**Work instruction:**
Exactly reproduce the data from its first line through the line with "0 disables wrapping.", leaving out every line after it.

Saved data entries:

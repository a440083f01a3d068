//! Codec configuration, passed explicitly to [`crate::codec::Codec`]
//!
//! ```toml
//! legacy_fallback = true   # accept pre-GCM files
//! wrap_width = 64          # hard-wrap armored Base64; 0 keeps one line
//! ```

use std::path::Path;

use serde::Deserialize;

use crate::error::{CryptpadError, ErrorCategory, ErrorKind, Result};

/// Narrowest hard-wrap width accepted; one Base64 quantum.
pub const MIN_WRAP_WIDTH: usize = 4;

#[derive(Debug, Clone, PartialEq, Eq, Deserialize)]
#[serde(default, deny_unknown_fields)]
pub struct CodecConfig {
    /// Try the legacy reader when a payload is not a modern container.
    pub legacy_fallback: bool,
    /// Characters per armored payload line; 0 disables wrapping.
    pub wrap_width: usize,
}

impl Default for CodecConfig {
    fn default() -> Self {
        Self {
            legacy_fallback: true,
            wrap_width: 0,
        }
    }
}

fn config_error(msg: impl Into<String>) -> CryptpadError {
    CryptpadError::with_kind(ErrorCategory::User, ErrorKind::ConfigInvalid, msg)
}

impl CodecConfig {
    pub fn validate(&self) -> Result<()> {
        if self.wrap_width != 0 && self.wrap_width < MIN_WRAP_WIDTH {
            return Err(config_error(format!(
                "wrap_width must be 0 or at least {}, got {}",
                MIN_WRAP_WIDTH, self.wrap_width
            )));
        }
        Ok(())
    }

    pub fn from_toml_str(text: &str) -> Result<Self> {
        let config: Self = toml::from_str(text).map_err(|e| {
            CryptpadError::with_kind_and_source(
                ErrorCategory::User,
                ErrorKind::ConfigInvalid,
                format!("failed to parse config: {}", e.message()),
                e,
            )
        })?;
        config.validate()?;
        Ok(config)
    }

    pub fn load(path: &Path) -> Result<Self> {
        let text = std::fs::read_to_string(path).map_err(|e| {
            CryptpadError::with_kind_and_source(
                ErrorCategory::User,
                ErrorKind::Io,
                format!("failed to read config {}", path.display()),
                e,
            )
        })?;
        Self::from_toml_str(&text).map_err(|e| e.with_context(format!("in config {}", path.display())))
    }
}
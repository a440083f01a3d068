//! Random password generation
//!
//! Lowercase letters are always in the pool; capitals, digits and special
//! characters are opt-in. Characters are drawn uniformly from the pool with
//! a cryptographically secure RNG.

use rand::rngs::OsRng;
use rand::{CryptoRng, Rng};
use zeroize::Zeroizing;

use crate::error::{CryptpadError, ErrorCategory, Result};

const LOWERCASE: &str = "abcdefghijklmnopqrstuvwxyz";
const CAPITALS: &str = "ABCDEFGHIJKLMNOPQRSTUVWXYZ";
const NUMBERS: &str = "0123456789";
const SPECIAL: &str = "!\"§$%&/()[]{}+*#'-.,><|";

#[derive(Debug, Clone, Copy, Default, PartialEq, Eq)]
pub struct PasswordGenerator {
    pub capitals: bool,
    pub numbers: bool,
    pub special: bool,
}

impl PasswordGenerator {
    pub fn new(capitals: bool, numbers: bool, special: bool) -> Self {
        Self {
            capitals,
            numbers,
            special,
        }
    }

    fn pool(&self) -> Vec<char> {
        let mut pool: Vec<char> = LOWERCASE.chars().collect();
        if self.capitals {
            pool.extend(CAPITALS.chars());
        }
        if self.numbers {
            pool.extend(NUMBERS.chars());
        }
        if self.special {
            pool.extend(SPECIAL.chars());
        }
        pool
    }

    /// Generate a password of `length` characters (not bytes).
    pub fn generate(&self, length: usize) -> Result<Zeroizing<String>> {
        self.generate_with_rng(&mut OsRng, length)
    }

    pub fn generate_with_rng<R>(&self, rng: &mut R, length: usize) -> Result<Zeroizing<String>>
    where
        R: Rng + CryptoRng,
    {
        if length == 0 {
            return Err(CryptpadError::new(
                ErrorCategory::User,
                "password length must be greater than 0",
            ));
        }

        let pool = self.pool();
        let mut password = Zeroizing::new(String::with_capacity(length));
        for _ in 0..length {
            password.push(pool[rng.gen_range(0..pool.len())]);
        }
        Ok(password)
    }
}
type Observer = Box<dyn FnMut(&Change)>;

#[derive(Default)]
pub struct Document {
    slots: Vec<Slot>,
    free: Vec<u32>,
    top: Vec<EntryId>,
    len: usize,
    observers: Vec<(ObserverId, Observer)>,
    next_observer: u64,
}

impl fmt::Debug for Document {
    fn fmt(&self, f: &mut fmt::Formatter<'_>) -> fmt::Result {
        f.debug_struct("Document")
            .field("entries", &self.snapshot())
            .field("observers", &self.observers.len())
            .finish()
    }
}

fn not_found() -> CryptpadError {
    CryptpadError::with_kind(
        ErrorCategory::User,
        ErrorKind::EntryNotFound,
        "entry does not exist in this document",
    )
}

fn invalid_move(msg: &str) -> CryptpadError {
    CryptpadError::with_kind(ErrorCategory::User, ErrorKind::InvalidMove, msg)
}

fn check_title(title: &str) -> Result<()> {
    if title.is_empty() {
        return Err(CryptpadError::with_kind(
            ErrorCategory::User,
            ErrorKind::InvalidTitle,
            "entry title must not be empty",
        ));
    }
    Ok(())
}

impl Document {
    pub fn new() -> Self {
        Self::default()
    }

    /// A fresh document holding one top-level entry, the way a new
    /// notebook starts out.
    pub fn with_welcome_entry() -> Self {
        let mut doc = Self::new();
        doc.insert(None, WELCOME_TITLE.to_string(), WELCOME_BODY.to_string());
        doc
    }

    /// Build a document from owned subtrees, preserving order.
    pub fn from_trees(trees: &[EntryTree]) -> Result<Self> {
        let mut doc = Self::new();
        let mut pending: Vec<(Option<EntryId>, &EntryTree)> =
            trees.iter().rev().map(|t| (None, t)).collect();
        while let Some((parent, tree)) = pending.pop() {
            check_title(&tree.title)?;
            let id = doc.insert(parent, tree.title.clone(), tree.body.clone());
            pending.extend(tree.children.iter().rev().map(|c| (Some(id), c)));
        }
        Ok(doc)
    }

    /// Append an untitled entry without notifying observers. The markup
    /// reader fills it in with [`Document::fill_parsed`] once the element
    /// closes; the parent must exist.
    pub(crate) fn insert_parsed(&mut self, parent: Option<EntryId>) -> EntryId {
        self.insert(parent, String::new(), String::new())
    }

    pub(crate) fn fill_parsed(&mut self, id: EntryId, title: String, body: String) -> Result<()> {
        check_title(&title)?;
        let node = self.node_mut(id)?;
        node.title = title;
        node.body = body;
        Ok(())
    }

    /// Number of entries, not counting the invisible root.
    pub fn len(&self) -> usize {
        self.len
    }

    pub fn is_empty(&self) -> bool {
        self.len == 0
    }

    fn node(&self, id: EntryId) -> Result<&Node> {
        self.slots
            .get(id.index as usize)
            .filter(|slot| slot.generation == id.generation)
            .and_then(|slot| slot.node.as_ref())
            .ok_or_else(not_found)
    }

    fn node_mut(&mut self, id: EntryId) -> Result<&mut Node> {
        self.slots
            .get_mut(id.index as usize)
            .filter(|slot| slot.generation == id.generation)
            .and_then(|slot| slot.node.as_mut())
            .ok_or_else(not_found)
    }

    pub fn contains(&self, id: EntryId) -> bool {
        self.node(id).is_ok()
    }

    pub fn title(&self, id: EntryId) -> Result<&str> {
        Ok(&self.node(id)?.title)
    }

    pub fn body(&self, id: EntryId) -> Result<&str> {
        Ok(&self.node(id)?.body)
    }

    /// Parent of `id`; `None` for a top-level entry.
    pub fn parent(&self, id: EntryId) -> Result<Option<EntryId>> {
        Ok(self.node(id)?.parent)
    }

    /// Ordered children of `parent`, or the top-level entries for `None`.
    pub fn children(&self, parent: Option<EntryId>) -> Result<&[EntryId]> {
        match parent {
            None => Ok(&self.top),
            Some(id) => Ok(&self.node(id)?.children),
        }
    }

    fn children_mut(&mut self, parent: Option<EntryId>) -> Result<&mut Vec<EntryId>> {
        match parent {
            None => Ok(&mut self.top),
            Some(id) => Ok(&mut self.node_mut(id)?.children),
        }
    }

    /// True if `ancestor` is a strict ancestor of `id`.
    pub fn is_ancestor(&self, ancestor: EntryId, id: EntryId) -> Result<bool> {
        let mut current = self.node(id)?.parent;
        while let Some(p) = current {
            if p == ancestor {
                return Ok(true);
            }
            current = self.node(p)?.parent;
        }
        Ok(false)
    }

    fn insert(&mut self, parent: Option<EntryId>, title: String, body: String) -> EntryId {
        let node = Node {
            title,
            body,
            parent,
            children: Vec::new(),
        };
        let id = match self.free.pop() {
            Some(index) => {
                let slot = &mut self.slots[index as usize];
                slot.node = Some(node);
                EntryId {
                    index,
                    generation: slot.generation,
                }
            }
            None => {
                self.slots.push(Slot {
                    generation: 0,
                    node: Some(node),
                });
                EntryId {
                    index: (self.slots.len() - 1) as u32,
                    generation: 0,
                }
            }
        };
        // Callers have validated `parent`.
        if let Ok(siblings) = self.children_mut(parent) {
            siblings.push(id);
        }
        self.len += 1;
        id
    }

    /// Append a new entry under `parent` (`None` for the top level).
    pub fn add_entry(&mut self, parent: Option<EntryId>, title: impl Into<String>) -> Result<EntryId> {
        let title = title.into();
        check_title(&title)?;
        if let Some(p) = parent {
            self.node(p)?;
        }
        let id = self.insert(parent, title, String::new());
        self.notify(Change::Added { entry: id, parent });
        Ok(id)
    }

    /// Remove `id` and its whole subtree. Returns the number of entries removed.
    pub fn delete_entry(&mut self, id: EntryId) -> Result<usize> {
        let parent = self.node(id)?.parent;
        self.children_mut(parent)?.retain(|&c| c != id);

        let mut removed = 0;
        let mut pending = vec![id];
        while let Some(current) = pending.pop() {
            let slot = &mut self.slots[current.index as usize];
            if let Some(node) = slot.node.take() {
                pending.extend(node.children);
                slot.generation = slot.generation.wrapping_add(1);
                self.free.push(current.index);
                removed += 1;
            }
        }
        self.len -= removed;

        self.notify(Change::Deleted { entry: id, removed });
        Ok(removed)
    }

    pub fn set_title(&mut self, id: EntryId, title: impl Into<String>) -> Result<()> {
        let title = title.into();
        check_title(&title)?;
        self.node_mut(id)?.title = title;
        self.notify(Change::TitleChanged(id));
        Ok(())
    }

    pub fn set_body(&mut self, id: EntryId, body: impl Into<String>) -> Result<()> {
        self.node_mut(id)?.body = body.into();
        self.notify(Change::BodyChanged(id));
        Ok(())
    }

    /// Move `id` (with its subtree) under `new_parent` at `index`.
    ///
    /// `index` is the position in the destination's children once `id` has
    /// been detached; `None` appends. `new_parent = None` targets the top
    /// level and needs an explicit index: reordering top-level entries is
    /// allowed, dropping an entry onto the invisible root is not.
    ///
    /// Every check happens before anything changes; on error the tree is
    /// untouched.
    pub fn move_entry(
        &mut self,
        id: EntryId,
        new_parent: Option<EntryId>,
        index: Option<usize>,
    ) -> Result<()> {
        let old_parent = self.node(id)?.parent;

        match new_parent {
            None if index.is_none() => {
                return Err(invalid_move("cannot drop an entry onto the root"));
            }
            None => {}
            Some(p) => {
                self.node(p)?;
                if p == id {
                    return Err(invalid_move("cannot move an entry into itself"));
                }
                if self.is_ancestor(id, p)? {
                    return Err(invalid_move("cannot move an entry into its own descendant"));
                }
            }
        }

        let mut dest_len = self.children(new_parent)?.len();
        if old_parent == new_parent {
            dest_len -= 1;
        }
        let index = index.unwrap_or(dest_len);
        if index > dest_len {
            return Err(invalid_move("target position is out of range"));
        }

        self.children_mut(old_parent)?.retain(|&c| c != id);
        self.children_mut(new_parent)?.insert(index, id);
        self.node_mut(id)?.parent = new_parent;

        self.notify(Change::Moved {
            entry: id,
            from: old_parent,
            to: new_parent,
        });
        Ok(())
    }

    /// Remove every entry.
    pub fn clear(&mut self) {
        // Slots are retired rather than dropped so old handles stay invalid.
        for (index, slot) in self.slots.iter_mut().enumerate() {
            if slot.node.take().is_some() {
                slot.generation = slot.generation.wrapping_add(1);
                self.free.push(index as u32);
            }
        }
        self.top.clear();
        self.len = 0;
        self.notify(Change::Cleared);
    }

    /// Follow titles from the top level down; first match wins at each level.
    pub fn find_path(&self, path: &[&str]) -> Option<EntryId> {
        let mut parent = None;
        for title in path {
            let children = self.children(parent).ok()?;
            let next = children
                .iter()
                .copied()
                .find(|&c| self.title(c).is_ok_and(|t| t == *title))?;
            parent = Some(next);
        }
        parent
    }

    /// Depth-first, pre-order walk yielding `(depth, id)`; top level is depth 0.
    pub fn walk(&self) -> Vec<(usize, EntryId)> {
        let mut out = Vec::with_capacity(self.len);
        let mut stack: Vec<(usize, EntryId)> = self.top.iter().rev().map(|&id| (0, id)).collect();
        while let Some((depth, id)) = stack.pop() {
            out.push((depth, id));
            if let Ok(node) = self.node(id) {
                stack.extend(node.children.iter().rev().map(|&c| (depth + 1, c)));
            }
        }
        out
    }

    /// Owned copy of the whole tree.
    pub fn snapshot(&self) -> Vec<EntryTree> {
        let mut out = Vec::with_capacity(self.top.len());
        // (entry, index of its next child to copy, copies made so far)
        let mut stack: Vec<(&Node, usize, Vec<EntryTree>)> = Vec::new();
        for &top in &self.top {
            let Ok(node) = self.node(top) else { continue };
            stack.push((node, 0, Vec::new()));
            while let Some((node, next, done)) = stack.last_mut() {
                if let Some(&child) = node.children.get(*next) {
                    *next += 1;
                    if let Ok(child) = self.node(child) {
                        stack.push((child, 0, Vec::new()));
                    }
                    continue;
                }
                let tree = EntryTree {
                    title: node.title.clone(),
                    body: node.body.clone(),
                    children: std::mem::take(done),
                };
                stack.pop();
                match stack.last_mut() {
                    Some((_, _, siblings)) => siblings.push(tree),
                    None => out.push(tree),
                }
            }
        }
        out
    }

    /// Register a callback run after every mutation.
    pub fn on_change(&mut self, observer: impl FnMut(&Change) + 'static) -> ObserverId {
        let id = ObserverId(self.next_observer);
        self.next_observer += 1;
        self.observers.push((id, Box::new(observer)));
        id
    }

    /// Returns false if the observer was not registered.
    pub fn remove_observer(&mut self, id: ObserverId) -> bool {
        let before = self.observers.len();
        self.observers.retain(|(oid, _)| *oid != id);
        self.observers.len() != before
    }

    fn notify(&mut self, change: Change) {
        for (_, observer) in self.observers.iter_mut() {
            observer(&change);
        }
    }
}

**Answer to the problem:**
repository a440083f01a3d068
//! Codec configuration, passed explicitly to [`crate::codec::Codec`]
//!
//! ```toml
//! legacy_fallback = true   # accept pre-GCM files
//! wrap_width = 64          # hard-wrap armored Base64; 0 keeps one line
//! ```

use std::path::Path;

use serde::Deserialize;

use crate::error::{CryptpadError, ErrorCategory, ErrorKind, Result};

/// Narrowest hard-wrap width accepted; one Base64 quantum.
pub const MIN_WRAP_WIDTH: usize = 4;

#[derive(Debug, Clone, PartialEq, Eq, Deserialize)]
#[serde(default, deny_unknown_fields)]
pub struct CodecConfig {
    /// Try the legacy reader when a payload is not a modern container.
    pub legacy_fallback: bool,
    /// Characters per armored payload line; 0 disables wrapping.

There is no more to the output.